Data from: More taxa or more characters revisited: combining data from nuclear protein-encoding genes for phylogenetic analyses of Noctuoidea (Insecta: Lepidoptera)
Mitchell, Andrew; Mitter, Charles; Regier, Jerome C. (2009), Data from: More taxa or more characters revisited: combining data from nuclear protein-encoding genes for phylogenetic analyses of Noctuoidea (Insecta: Lepidoptera), Dryad, Dataset, https://doi.org/10.5061/dryad.558
A central question concerning data collection strategy for molecular phylogenies has been, is it better to increase the number of characters or the number of taxa sampled to improve the robustness of a phylogeny estimate? A recent simulation study concluded that increasing the number of taxa sampled is preferable to increasing the number of nucleotide characters, if taxa are chosen specifically to break up long branches.
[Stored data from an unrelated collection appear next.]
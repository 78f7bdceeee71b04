use super::*;

#[derive(Debug, Clone, PartialEq, Eq)]
pub(crate) enum SelectorAttrCondition {
    Exists { key: String },
    Eq { key: String, value: String },
}

#[derive(Debug, Clone, Default, PartialEq, Eq)]
pub(crate) struct SelectorStep {
    pub(crate) tag: Option<String>,
    pub(crate) universal: bool,
    pub(crate) id: Option<String>,
    pub(crate) classes: Vec<String>,
    pub(crate) attrs: Vec<SelectorAttrCondition>,
}

impl SelectorStep {
    pub(crate) fn id_only(&self) -> Option<&str> {
        if !self.universal
            && self.tag.is_none()
            && self.classes.is_empty()
            && self.attrs.is_empty()
        {
            self.id.as_deref()
        } else {
            None
        }
    }
}

#[derive(Debug, Clone, Copy, PartialEq, Eq)]
pub(crate) enum SelectorCombinator {
    Descendant,
    Child,
}

#[derive(Debug, Clone, PartialEq, Eq)]
pub(crate) struct SelectorPart {
    pub(crate) step: SelectorStep,
    // Relation to previous (left) selector part.
    pub(crate) combinator: Option<SelectorCombinator>,
}

impl Dom {
    pub(crate) fn query_selector(&self, selector: &str) -> Result<Option<NodeId>> {
        let all = self.query_selector_all(selector)?;
        Ok(all.into_iter().next())
    }

    pub(crate) fn query_selector_all(&self, selector: &str) -> Result<Vec<NodeId>> {
        let groups = parse_selector_groups(selector)?;

        if groups.len() == 1 && groups[0].len() == 1 {
            if let Some(id) = groups[0][0].step.id_only() {
                return Ok(self.by_id(id).into_iter().collect());
            }
        }

        Ok(self
            .descendant_elements(self.root)
            .into_iter()
            .filter(|candidate| {
                groups
                    .iter()
                    .any(|steps| self.matches_selector_chain(*candidate, steps))
            })
            .collect())
    }

    fn matches_selector_chain(&self, node_id: NodeId, steps: &[SelectorPart]) -> bool {
        let Some(last) = steps.last() else {
            return false;
        };
        if !self.matches_step(node_id, &last.step) {
            return false;
        }

        let mut current = node_id;
        for idx in (1..steps.len()).rev() {
            let prev_step = &steps[idx - 1].step;
            let combinator = steps[idx]
                .combinator
                .unwrap_or(SelectorCombinator::Descendant);

            let matched = match combinator {
                SelectorCombinator::Child => self
                    .parent(current)
                    .filter(|parent| self.matches_step(*parent, prev_step)),
                SelectorCombinator::Descendant => {
                    let mut cursor = self.parent(current);
                    let mut found = None;
                    while let Some(parent) = cursor {
                        if self.matches_step(parent, prev_step) {
                            found = Some(parent);
                            break;
                        }
                        cursor = self.parent(parent);
                    }
                    found
                }
            };

            let Some(matched) = matched else {
                return false;
            };
            current = matched;
        }

        true
    }

    fn matches_step(&self, node_id: NodeId, step: &SelectorStep) -> bool {
        let Some(element) = self.element(node_id) else {
            return false;
        };

        if let Some(tag) = &step.tag {
            if !element.tag_name.eq_ignore_ascii_case(tag) {
                return false;
            }
        }

        if let Some(id) = &step.id {
            if element.attr("id") != Some(id.as_str()) {
                return false;
            }
        }

        if step
            .classes
            .iter()
            .any(|class_name| !dom::has_class(element, class_name))
        {
            return false;
        }

        step.attrs.iter().all(|cond| match cond {
            SelectorAttrCondition::Exists { key } => element.attr(key).is_some(),
            SelectorAttrCondition::Eq { key, value } => element.attr(key) == Some(value.as_str()),
        })
    }
}

fn parse_selector_chain(selector: &str) -> Result<Vec<SelectorPart>> {
    let selector = selector.trim();
    if selector.is_empty() {
        return Err(Error::UnsupportedSelector(selector.into()));
    }

    let tokens = tokenize_selector(selector)?;
    let mut steps = Vec::new();
    let mut pending_combinator: Option<SelectorCombinator> = None;

    for token in tokens {
        if token == ">" {
            if pending_combinator.is_some() || steps.is_empty() {
                return Err(Error::UnsupportedSelector(selector.into()));
            }
            pending_combinator = Some(SelectorCombinator::Child);
            continue;
        }

        let step = parse_selector_step(&token)?;
        let combinator = if steps.is_empty() {
            None
        } else {
            Some(
                pending_combinator
                    .take()
                    .unwrap_or(SelectorCombinator::Descendant),
            )
        };
        steps.push(SelectorPart { step, combinator });
    }

    if steps.is_empty() || pending_combinator.is_some() {
        return Err(Error::UnsupportedSelector(selector.into()));
    }

    Ok(steps)
}

pub(crate) fn parse_selector_groups(selector: &str) -> Result<Vec<Vec<SelectorPart>>> {
    let mut parsed = Vec::new();
    for group in split_selector_groups(selector)? {
        parsed.push(parse_selector_chain(&group)?);
    }
    Ok(parsed)
}

fn split_selector_groups(selector: &str) -> Result<Vec<String>> {
    let mut groups = Vec::new();
    let mut current = String::new();
    let mut bracket_depth = 0usize;

    for ch in selector.chars() {
        match ch {
            '[' => {
                bracket_depth += 1;
                current.push(ch);
            }
            ']' => {
                if bracket_depth == 0 {
                    return Err(Error::UnsupportedSelector(selector.into()));
                }
                bracket_depth -= 1;
                current.push(ch);
            }
            ',' if bracket_depth == 0 => {
                let trimmed = current.trim();
                if trimmed.is_empty() {
                    return Err(Error::UnsupportedSelector(selector.into()));
                }
                groups.push(trimmed.to_string());
                current.clear();
            }
            _ => current.push(ch),
        }
    }

    if bracket_depth != 0 {
        return Err(Error::UnsupportedSelector(selector.into()));
    }

    let trimmed = current.trim();
    if trimmed.is_empty() {
        return Err(Error::UnsupportedSelector(selector.into()));
    }
    groups.push(trimmed.to_string());
    Ok(groups)
}

fn tokenize_selector(selector: &str) -> Result<Vec<String>> {
    let mut tokens = Vec::new();
    let mut current = String::new();
    let mut bracket_depth = 0usize;

    for ch in selector.chars() {
        match ch {
            '[' => {
                bracket_depth += 1;
                current.push(ch);
            }
            ']' => {
                if bracket_depth == 0 {
                    return Err(Error::UnsupportedSelector(selector.into()));
                }
                bracket_depth -= 1;
                current.push(ch);
            }
            '>' if bracket_depth == 0 => {
                if !current.trim().is_empty() {
                    tokens.push(current.trim().to_string());
                }
                current.clear();
                tokens.push(ch.to_string());
            }
            ch if ch.is_ascii_whitespace() && bracket_depth == 0 => {
                if !current.trim().is_empty() {
                    tokens.push(current.trim().to_string());
                }
                current.clear();
            }
            _ => current.push(ch),
        }
    }

    if bracket_depth != 0 {
        return Err(Error::UnsupportedSelector(selector.into()));
    }

    if !current.trim().is_empty() {
        tokens.push(current.trim().to_string());
    }

    Ok(tokens)
}

fn parse_selector_step(part: &str) -> Result<SelectorStep> {
    let part = part.trim();
    if part.is_empty() {
        return Err(Error::UnsupportedSelector(part.into()));
    }

    let bytes = part.as_bytes();
    let mut i = 0usize;
    let mut step = SelectorStep::default();

    while i < bytes.len() {
        match bytes[i] {
            b'*' => {
                if step.universal || step.tag.is_some() {
                    return Err(Error::UnsupportedSelector(part.into()));
                }
                step.universal = true;
                i += 1;
            }
            b'#' => {
                i += 1;
                let Some((id, next)) = parse_selector_ident(part, i) else {
                    return Err(Error::UnsupportedSelector(part.into()));
                };
                if step.id.replace(id).is_some() {
                    return Err(Error::UnsupportedSelector(part.into()));
                }
                i = next;
            }
            b'.' => {
                i += 1;
                let Some((class_name, next)) = parse_selector_ident(part, i) else {
                    return Err(Error::UnsupportedSelector(part.into()));
                };
                step.classes.push(class_name);
                i = next;
            }
            b'[' => {
                let (attr, next) = parse_selector_attr_condition(part, i)?;
                step.attrs.push(attr);
                i = next;
            }
            _ => {
                if step.tag.is_some()
                    || step.id.is_some()
                    || !step.classes.is_empty()
                    || !step.attrs.is_empty()
                    || step.universal
                {
                    return Err(Error::UnsupportedSelector(part.into()));
                }
                let Some((tag, next)) = parse_selector_ident(part, i) else {
                    return Err(Error::UnsupportedSelector(part.into()));
                };
                step.tag = Some(tag.to_ascii_lowercase());
                i = next;
            }
        }
    }

    Ok(step)
}

fn parse_selector_ident(src: &str, start: usize) -> Option<(String, usize)> {
    let bytes = src.as_bytes();
    if start >= bytes.len() || !is_selector_ident_char(bytes[start]) {
        return None;
    }
    let mut end = start + 1;
    while end < bytes.len() && is_selector_ident_char(bytes[end]) {
        end += 1;
    }
    Some((src.get(start..end)?.to_string(), end))
}

fn is_selector_ident_char(b: u8) -> bool {
    b.is_ascii_alphanumeric() || b == b'_' || b == b'-'
}

fn parse_selector_attr_condition(
    src: &str,
    open_bracket: usize,
) -> Result<(SelectorAttrCondition, usize)> {
    let Some(close_offset) = src[open_bracket..].find(']') else {
        return Err(Error::UnsupportedSelector(src.into()));
    };
    let close = open_bracket + close_offset;
    let body = src[open_bracket + 1..close].trim();
    if body.is_empty() {
        return Err(Error::UnsupportedSelector(src.into()));
    }

    let condition = match body.split_once('=') {
        None => {
            let key = body.to_ascii_lowercase();
            if parse_selector_ident(&key, 0).map(|(_, end)| end) != Some(key.len()) {
                return Err(Error::UnsupportedSelector(src.into()));
            }
            SelectorAttrCondition::Exists { key }
        }
        Some((key, value)) => {
            let key = key.trim().to_ascii_lowercase();
            if parse_selector_ident(&key, 0).map(|(_, end)| end) != Some(key.len()) {
                return Err(Error::UnsupportedSelector(src.into()));
            }
            let value = value.trim();
            let value = value
                .strip_prefix('"')
                .and_then(|v| v.strip_suffix('"'))
                .or_else(|| value.strip_prefix('\'').and_then(|v| v.strip_suffix('\'')))
                .unwrap_or(value);
            SelectorAttrCondition::Eq {
                key,
                value: value.to_string(),
            }
        }
    };

    Ok((condition, close + 1))
}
We explore this hypothesis by using empirical data from noctuoid moths, one of the largest superfamilies of insects. Separate studies of two nuclear genes, elongation factor-1α (EF-1α) and dopa decarboxylase (DDC), have yielded similar gene trees and high concordance with morphological groupings for 49 exemplar species. However, support levels were quite low for nodes deeper than the subfamily level. We tested the effects on phylogenetic signal of (1) increasing the taxon sampling by nearly 60%, to 77 species, and (2) combining data from the two genes in a single analysis. Surprisingly, the increased taxon sampling, although designed to break up long branches, generated greater disagreement between the two gene data sets and decreased support levels for deeper nodes. We appear to have inadvertently introduced new long branches, and breaking these up may require a yet larger taxon sample. Sampling additional characters (combining data) greatly increased the phylogenetic signal. To contrast the potential effect of combining data from independent genes with collection of the same total number of characters from a single gene, we simulated the latter by bootstrap augmentation of the single-gene data sets. Support levels for combined data were at least as high as those for the bootstrap-augmented data set for DDC and were much higher than those for the augmented EF-1α data set. This supports the view that in obtaining additional sequence data to solve a refractory systematic problem, it is prudent to take them from an independent gene.